Directora ejecutiva de los Amigos de San Lorenzo. Buscamos apoyar el desarrollo del proyecto educacional del Colegio San Lorenzo a través de diferentes iniciativas de financiamiento y vinculación con la comunidad del Colegio.

¿Cómo te definirías ?

Soy muy apasionada y entregada por las cosas que me motivan. Mi familia, mis amigos, mi comunidad, mi trabajo y la música movilizan mi vida con mucha fuerza.

Eres el tipo de persona que…

Siempre tengo mil cosas que hacer porque nunca digo que no. Me encanta estar siempre disponible, ser útil y compartir los dones que Dios me ha regalado.

¿Cómo influyó tu experiencia escolar en lo que te dedicas?

La educación se volvió mi vocación y mi motor de partida para todo lo que hago. La experiencia de la Tutoría y de ser jefa scout. La capacidad de liderazgo, de organización y motivación con todo es algo que agradezco al Colegio. También el haberme formado con un profundo amor a Dios, en el servicio y en la amistad.

¿Cuáles son tus recuerdos más preciados en el colegio?

El coro, los campamentos y reuniones de Scout, las mil reuniones para organizar cosas, la oportunidad de hacer Tutoría en el San Lorenzo, ser las alumnas mayores y poder compartir con las más chicas como si fuéramos hermanas.

¿Cuál es tu lugar favorito del colegio, por qué?

El lugar de la María debajo de la escalera, al lado del comedor de Oblatos. Me encanta estar con ella y, además, por ahí pasan muchas personas que se quedan conversando y compartiendo, que es lo que más me gusta hacer.

¿Qué fue lo que más te marcó del colegio?

Yo creo que fue el haber sido las alumnas mayores, que era un colegio familiar, con mucha participación de los apoderados, con profesores motivados y muy cercanos.
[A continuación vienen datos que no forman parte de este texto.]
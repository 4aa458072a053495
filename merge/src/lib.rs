//! graft Merge
//!
//! Reconcile a partial attribute map against a persisted entity graph.
//!
//! Responsibilities:
//! - Classify incoming attributes against the schema
//! - Build an immutable plan, resolving every target entity up front
//! - Apply the plan through the `EntityStore` contract
//! - Report what changed
//!
//! # Module Structure
//!
//! - `executor` - `MergeEngine`, the entry point
//! - `classify` - attribute classification and validation
//! - `ops/` - plan construction and execution per operation family
//! - `plan` - the operation tree
//! - `options` - merge configuration
//! - `error` - error types for merge failures
//! - `result` - mutation counts

mod classify;
mod error;
mod executor;
mod ops;
mod options;
mod plan;
mod result;

pub use error::{MergeError, MergeResult};
pub use executor::MergeEngine;
pub use options::{MergeOptions, UnknownAttributePolicy};
pub use plan::{Operation, Plan, UpdateEntity};
pub use result::MergeOutcome;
Pero sobre todo, me marcaron todas las experiencias de tutoría; con mi curso, con los cursos menores y con los cursos de hombres con los que organizamos muchas actividades e iniciativas. Fuimos los fundadores y eso fue un gran privilegio. Siempre me sentí muy querida.

¿Sientes que llevas un sello de la formación del colegio?

Absolutamente, siento que tengo un gran espíritu benedictino, me siento muy orgullosa de ser ex alumna del San Benito y que mis hijos también lo sean.

El sello del servicio, de la amistad y de una profunda relación con Dios a través de la Lectio Divina.

Resume en una palabra tu paso por el CSB.

La amistad y el espíritu benedictino.

¿Recuerdas alguna anécdota? ¿Cuál?

Miles de anécdotas, pero las que más destaco fue haber participado en todos los campeonatos deportivos, porque éramos muy pocos. Campeonatos de natación, lanzamiento de la jabalina, de la bala, ser parte de la posta en el Interescolar y después correr a cambiarse para estar a cargo de la barra. ¡Muy entretenido!

¿Qué mensaje le darías a los alumnos del colegio hoy? ¿Qué oportunidades los invitarías a aprovechar?

Que vayan, al menos una vez, a alguna de las actividades que ofrece el colegio como trabajos, misiones o scout. Son experiencias muy valiosas donde se aprende a servir, a compartir, a trabajar en equipo y se forjan amistades que duran para toda la vida.

Nombra un profesor o tutor que te haya marcado

La Chica Gross, el Tato Figueroa, la Consuelo Braun, Rodrigo Vidal. Fueron mis tutores, me enseñaron a ser tutora y a hacer las cosas con y por amor.